Explanation:A frameshift mutation is caused by insertions or deletions of nucleotides that are not in multiples of three, leading to a major shift in the genetic reading frame. This results in a different set of amino acids being encoded from the mutation point onward, which often produces a nonfunctional protein. Contrarily, a nucleotide-pair substitution mutation, also known as a missense mutation, typically changes only a single amino acid in the protein. This type of mutation has a less profound effect compared to a frameshift mutation because it does not alter the reading frame for the rest of the coding sequence.

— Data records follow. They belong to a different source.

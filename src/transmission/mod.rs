use thiserror::Error;
use tracing::*;

use crate::{config::ServerConfig, payload::Payload};

pub mod tcp;

#[derive(Error, Debug)]
pub enum TransportError {
    #[error("transport is not connected")]
    NotConnected,

    #[error(transparent)]
    Io(#[from] std::io::Error),
}

/// Synchronous-style byte stream to the upload server
#[async_trait::async_trait]
pub trait Transport: Send {
    async fn connect(&mut self, host: &str, port: u16) -> Result<(), TransportError>;

    async fn write_all(&mut self, bytes: &[u8]) -> Result<(), TransportError>;

    /// Next response line without its line terminator, `None` once the peer has closed
    async fn read_line(&mut self) -> Result<Option<String>, TransportError>;

    /// Drop the connection, if any
    async fn close(&mut self);
}

#[derive(Error, Debug)]
pub enum SendError {
    #[error("connection to {host}:{port} failed: {source}")]
    Connect {
        host: String,
        port: u16,
        source: TransportError,
    },

    #[error("writing request to {host}:{port} failed: {source}")]
    Write {
        host: String,
        port: u16,
        source: TransportError,
    },
}

/// What came back from a send that counts as delivered
#[derive(Debug, Clone, PartialEq, Eq)]
pub struct Delivery {
    /// Status code parsed from the first response line, if it looked like one
    pub status: Option<u16>,
    /// Number of response lines drained before the connection closed
    pub response_lines: usize,
}

/// Build the full HTTP/1.1 POST request carrying `body`
pub fn build_request(server: &ServerConfig, body: &str) -> String {
    format!(
        "POST {path} HTTP/1.1\r\n\
         Host: {host}\r\n\
         Content-Type: application/x-www-form-urlencoded\r\n\
         Content-Length: {len}\r\n\
         \r\n\
         {body}",
        path = server.path,
        host = server.host,
        len = body.len(),
    )
}

/// Pull the status code out of `HTTP/1.x <code> <reason>`
pub fn parse_status_line(line: &str) -> Option<u16> {
    let mut parts = line.split_whitespace();
    let version = parts.next()?;
    if !version.starts_with("HTTP/") {
        return None;
    }
    parts.next()?.parse().ok()
}

/// Posts payloads to the configured server over a [`Transport`]
#[derive(Debug)]
pub struct TransmissionClient<T: Transport> {
    transport: T,
    server: ServerConfig,
}

impl<T: Transport> TransmissionClient<T> {
    pub fn new(transport: T, server: ServerConfig) -> Self {
        Self { transport, server }
    }

    /// Connect, write the request and drain the response.
    ///
    /// A connection plus a completed write counts as delivered. The response is logged line by
    /// line but its status never turns a send into a failure.
    pub async fn send_payload(&mut self, payload: &Payload) -> Result<Delivery, SendError> {
        let ServerConfig { host, port, .. } = &self.server;
        let (host, port) = (host.clone(), *port);

        info!("Attempting to connect to server {host}:{port}...");
        if let Err(source) = self.transport.connect(&host, port).await {
            self.transport.close().await;
            return Err(SendError::Connect { host, port, source });
        }
        info!("Connected to server");

        let body = payload.to_form_body();
        let request = build_request(&self.server, &body);
        debug!("POST body: {body}");

        if let Err(source) = self.transport.write_all(request.as_bytes()).await {
            self.transport.close().await;
            return Err(SendError::Write { host, port, source });
        }

        let delivery = self.drain_response().await;
        self.transport.close().await;
        info!("Data sent");

        Ok(delivery)
    }

    async fn drain_response(&mut self) -> Delivery {
        let mut delivery = Delivery {
            status: None,
            response_lines: 0,
        };

        loop {
            match self.transport.read_line().await {
                Ok(Some(line)) => {
                    if delivery.response_lines == 0 {
                        delivery.status = parse_status_line(&line);
                    }
                    delivery.response_lines += 1;
                    info!("{line}");
                }
                Ok(None) => break,
                Err(err) => {
                    warn!("Stopped reading server response: {err}");
                    break;
                }
            }
        }

        match delivery.status {
            Some(status) if !(200..300).contains(&status) => {
                warn!("Server answered with status {status}, payload still counted as sent");
            }
            None => warn!("Server response carried no recognizable status line"),
            _ => {}
        }

        delivery
    }
}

A missense mutation from a nucleotide-pair substitution may sometimes lead to a protein that retains functionality, especially if the new amino acid is chemically similar to the original. However, if that amino acid is in a critical part of the protein, such as the active site, then the consequences can be more severe. In contrast, a frameshift mutation can result in a completely altered protein with many incorrect amino acids, which is more likely to be nonfunctional and have a severe effect on the phenotype.
It is important to note that while a missense mutation affects only the specific codon where the substitution occurs, a frameshift mutation has the potential to affect all downstream codons after the mutation point. Additionally, a frameshift mutation can introduce an early stop codon, prematurely ending the protein, while a missense mutation does not introduce a stop codon and usually only impacts the incorporation of a single amino acid.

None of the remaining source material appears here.